When Pearson took over from Quique Sanchez Flores in December, becoming the club’s third boss of the season in the process, they had taken just nine points from a possible 48 and won one game all season.
After his first game in charge, a 2-0 defeat away at Liverpool on December 14th, the Hornets were six points adrift at the bottom of the table. Since then, they have staged a remarkable recovery, taking 14 points from 18, winning four of their six games and climbing out of the relegation zone.
Watford have a Technical Director, Filippo Giraldi, who operates above a Head Coach. However, Foster said Pearson operates in a very different way to his predecessors, Sanchez Flores and Javi Gracia, even though they all had the same job title.
“The previous two managers were coaches,” Foster, 36, told BBC Radio 5 Live’s Monday Night Club. “What this club has been crying out for for a long time is a manager.
“I think Nigel is a complete manager. He takes complete control over everything to do with the club - food, timings of training, travel, logistics, everything.
“With the previous two, it was literally just on-field and that’s it. He (Pearson) is very firm. At times he’s almost like a school teacher, which again I think is brilliant. It’s really, really necessary.
“He just sets his bar so high. Javi was a brilliant bloke and Quique as well, they were really good people, but I think you need to sometimes treat players like school children. You’ve got to be stern with them, really harsh.
“There have been little occasions with sloppy things the older pros would never dream of doing, but for a younger pro it’s just what they do. They’ll be out in the Academy and can come out with their laces undone, something sloppy, but the manager - and I’ve seen it multiple times - has called everyone together and made an example of that one person.
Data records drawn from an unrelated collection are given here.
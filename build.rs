use std::env;
use std::path::PathBuf;

const FORWARDED_KEYS: &[&str] = &[
    "VALENTINE_AUDIO_SRC",
    "VALENTINE_COVER_SRC",
    "VALENTINE_SURPRISE_SRC",
];

fn main() {
    let manifest_dir = PathBuf::from(env::var("CARGO_MANIFEST_DIR").expect("missing CARGO_MANIFEST_DIR"));
    let env_path = manifest_dir.join(".env");
    let env_local_path = manifest_dir.join(".env.local");

    // `.env.local` wins because dotenvy never overwrites a variable that is already set.
    let _ = dotenvy::from_filename(&env_local_path);
    let _ = dotenvy::from_filename(&env_path);

    println!("cargo:rerun-if-changed={}", env_path.display());
    println!("cargo:rerun-if-changed={}", env_local_path.display());

    for key in FORWARDED_KEYS {
        let trunk_key = format!("TRUNK_PUBLIC_{key}");
        println!("cargo:rerun-if-env-changed={key}");
        println!("cargo:rerun-if-env-changed={trunk_key}");
        let value = env::var(key).ok().or_else(|| env::var(&trunk_key).ok());
        if let Some(value) = value {
            let trimmed = value.trim();
            if !trimmed.is_empty() {
                println!("cargo:rustc-env={key}={trimmed}");
            }
        }
    }
}
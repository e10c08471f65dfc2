pub mod action;
pub mod attribution;
pub mod config;
pub mod confirm;
pub mod error;
pub mod evade;
pub mod playback;
pub mod reveal;
pub mod state;

pub use action::{PageAction, PageEffect};
pub use attribution::attribution_url;
pub use config::PageConfig;
pub use confirm::{ConfirmationStep, CONFIRMATION_FINAL_STEP};
pub use error::{AudioError, InteractionError};
pub use evade::{
    initial_position, on_proximity, travel_limits, Position, Size, SplitMix, UnitSource, EVADE_MARGIN,
};
pub use playback::{MediaEvent, PlaybackRequest, PlaybackState};
pub use reveal::{Interaction, RevealPhase, REVEAL_DELAY_MS};
pub use state::{Applied, ConfirmationView, PageSnapshot, PageState, PageView};
use std::cell::RefCell;

use valentine_core::PageConfig;

use crate::app_router;

thread_local! {
    static PAGE_CONFIG: RefCell<Option<PageConfig>> = RefCell::new(None);
}

pub(crate) fn page_config() -> PageConfig {
    PAGE_CONFIG.with(|slot| {
        slot.borrow_mut()
            .get_or_insert_with(app_router::load_page_config)
            .clone()
    })
}
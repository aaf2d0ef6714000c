//! Todo records and the values used to create and change them.

use chrono::{DateTime, Utc};
use common::RecordId;
use serde::{Deserialize, Serialize};

use crate::error::{Result, TodoError};

/// A single todo item.
#[derive(Debug, Clone, PartialEq, Eq, Serialize, Deserialize)]
pub struct Todo {
    pub id: RecordId,
    pub title: String,
    pub completed: bool,
    pub created_at: DateTime<Utc>,
}

impl Todo {
    /// Creates an open todo stamped with the current time.
    pub fn new(id: impl Into<RecordId>, title: impl Into<String>) -> Self {
        Self {
            id: id.into(),
            title: title.into(),
            completed: false,
            created_at: Utc::now(),
        }
    }

    /// Returns a copy with the completed flag flipped.
    pub fn toggled(&self) -> Self {
        Self {
            completed: !self.completed,
            ..self.clone()
        }
    }
}

/// Input for creating a todo.
#[derive(Debug, Clone, PartialEq, Eq, Serialize, Deserialize)]
pub struct NewTodo {
    pub title: String,
}

impl NewTodo {
    pub fn new(title: impl Into<String>) -> Self {
        Self {
            title: title.into(),
        }
    }

    /// Returns the trimmed title, rejecting empty ones.
    pub fn validated_title(&self) -> Result<String> {
        validate_title(&self.title)
    }
}

/// Trims a title and rejects it if nothing is left.
pub fn validate_title(title: &str) -> Result<String> {
    let trimmed = title.trim();
    if trimmed.is_empty() {
        Err(TodoError::InvalidTitle)
    } else {
        Ok(trimmed.to_string())
    }
}

/// Partial change to a todo. Absent fields are left untouched.
#[derive(Debug, Clone, Default, PartialEq, Eq, Serialize, Deserialize)]
pub struct TodoPatch {
    #[serde(default, skip_serializing_if = "Option::is_none")]
    pub title: Option<String>,
    #[serde(default, skip_serializing_if = "Option::is_none")]
    pub completed: Option<bool>,
}

impl TodoPatch {
    pub fn title(title: impl Into<String>) -> Self {
        Self {
            title: Some(title.into()),
            completed: None,
        }
    }

    pub fn completed(completed: bool) -> Self {
        Self {
            title: None,
            completed: Some(completed),
        }
    }

    pub fn is_empty(&self) -> bool {
        self.title.is_none() && self.completed.is_none()
    }

    /// Returns `todo` with this patch applied.
    pub fn apply_to(&self, todo: &Todo) -> Todo {
        Todo {
            id: todo.id.clone(),
            title: self.title.clone().unwrap_or_else(|| todo.title.clone()),
            completed: self.completed.unwrap_or(todo.completed),
            created_at: todo.created_at,
        }
    }

    /// Builds a todo from this patch alone, for ids with no current record.
    ///
    /// A new todo needs a title, so a patch without one is rejected.
    pub fn into_todo(self, id: impl Into<RecordId>) -> Result<Todo> {
        let title = self.title.ok_or(TodoError::InvalidTitle)?;
        Ok(Todo {
            id: id.into(),
            title: validate_title(&title)?,
            completed: self.completed.unwrap_or(false),
            created_at: Utc::now(),
        })
    }
}

/// Which todos a list view shows.
#[derive(Debug, Clone, Copy, Default, PartialEq, Eq, Hash, Serialize, Deserialize)]
#[serde(rename_all = "lowercase")]
pub enum Filter {
    #[default]
    All,
    Active,
    Completed,
}

impl Filter {
    /// Returns true if `todo` is shown under this filter.
    pub fn matches(&self, todo: &Todo) -> bool {
        match self {
            Filter::All => true,
            Filter::Active => !todo.completed,
            Filter::Completed => todo.completed,
        }
    }
}

impl std::str::FromStr for Filter {
    type Err = String;

    fn from_str(s: &str) -> std::result::Result<Self, Self::Err> {
        match s.to_ascii_lowercase().as_str() {
            "all" => Ok(Filter::All),
            "active" => Ok(Filter::Active),
            "completed" => Ok(Filter::Completed),
            other => Err(format!("unknown filter: {other}")),
        }
    }
}

impl std::fmt::Display for Filter {
    fn fmt(&self, f: &mut std::fmt::Formatter<'_>) -> std::fmt::Result {
        match self {
            Filter::All => write!(f, "all"),
            Filter::Active => write!(f, "active"),
            Filter::Completed => write!(f, "completed"),
        }
    }
}

/// Counts over the whole list.
#[derive(Debug, Clone, Copy, Default, PartialEq, Serialize, Deserialize)]
pub struct TodoStats {
    pub total: usize,
    pub completed: usize,
    pub remaining: usize,
    /// Share of completed todos in percent; 0 for an empty list.
    pub completion_percentage: f64,
}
“All these little things he’s picking up on in front of everybody, so everybody else thinks, ‘I’m not going to be that person next time,’ and it all just looks a lot better.
“If they’re getting sloppy and not doing any work or their body fat’s a bit high, it starts to creep in and get worse and worse, almost like a bacteria. One becomes two and two splits into four.
"The modern footballer is a completely different breed. They need somebody telling them what to do, where to be, at any given moment. The culture now is so blasé, that it’s so easy to be a footballer when it isn’t.
"The players that have longevity, that go on to do really big things, are the players that really want it and really work hard.
"You see some young players around the place and just want to tell them, ‘come on, get a grip of yourself, go and do something a bit extra’. It’s like it’s not instilled in them any more.
“Academy football is a lot different to what it used to be, even when I was playing. I remember being an 18-year-old around around the fringes of the first team and you wouldn’t even dare look at a first-team player, you wouldn’t speak to them, you wouldn’t do anything untoward.”
Admittedly, Foster's perspective is at odds with what several coaches have told TGG about the importance of empowering modern players. Former Spurs boss Mauricio Pochettino has said "the iron fist is a thing of the past".
And, speaking on the Training Ground Guru Podcast, England rugby coach Eddie Jones said: "The education system of rugby is to produce players who like to be told. They go from a high school team where the coach dominates to an Academy where they’re told what to do, so they’re never actually encouraged to think for themselves.
"I think that’s a real flaw in the way we prepare rugby players and hopefully over the next period of time that’s going to change."
However, former Manchester United and England keeper Foster did caveat his comments by highlighting how good Pearson’s people skills are. To highlight the point, he revealed how his manager had treated midfielder Nathaniel Chalobah after bringing him off just 15 minutes after bringing him on against Aston Villa in December.
“He brought him off and everybody was like, ‘that’s not nice,’” Foster remembered. “But as soon as we got in the changing room, the first thing the gaffer said to the whole of the team was, ‘I’ve got to apologise Nathan, I’m sorry. I hate doing that but I had to do it for the team, it’s as simple as that.’
“Nathan was gutted, he was close to tears - it’s a horrible thing to have to do - but he made a point of saying it in front of everybody. Nathan can see it for what it is, he respected it, and he came back a bit stronger from it as well.
“His (Pearson’s) people skills are brilliant. He’s very good at being able to talk to people, put his arms around people, get to know everyone around the training ground.
“From the moment he’s in, he is continuously doing laps around the place, keeping tabs on everybody, seeing where everybody is and that they’re doing their jobs.
“When he gets you in a room he holds the room. He starts talking and everybody shuts up straight away. It’s all eyes on him and that’s it he holds a room. I think that’s an important skill.”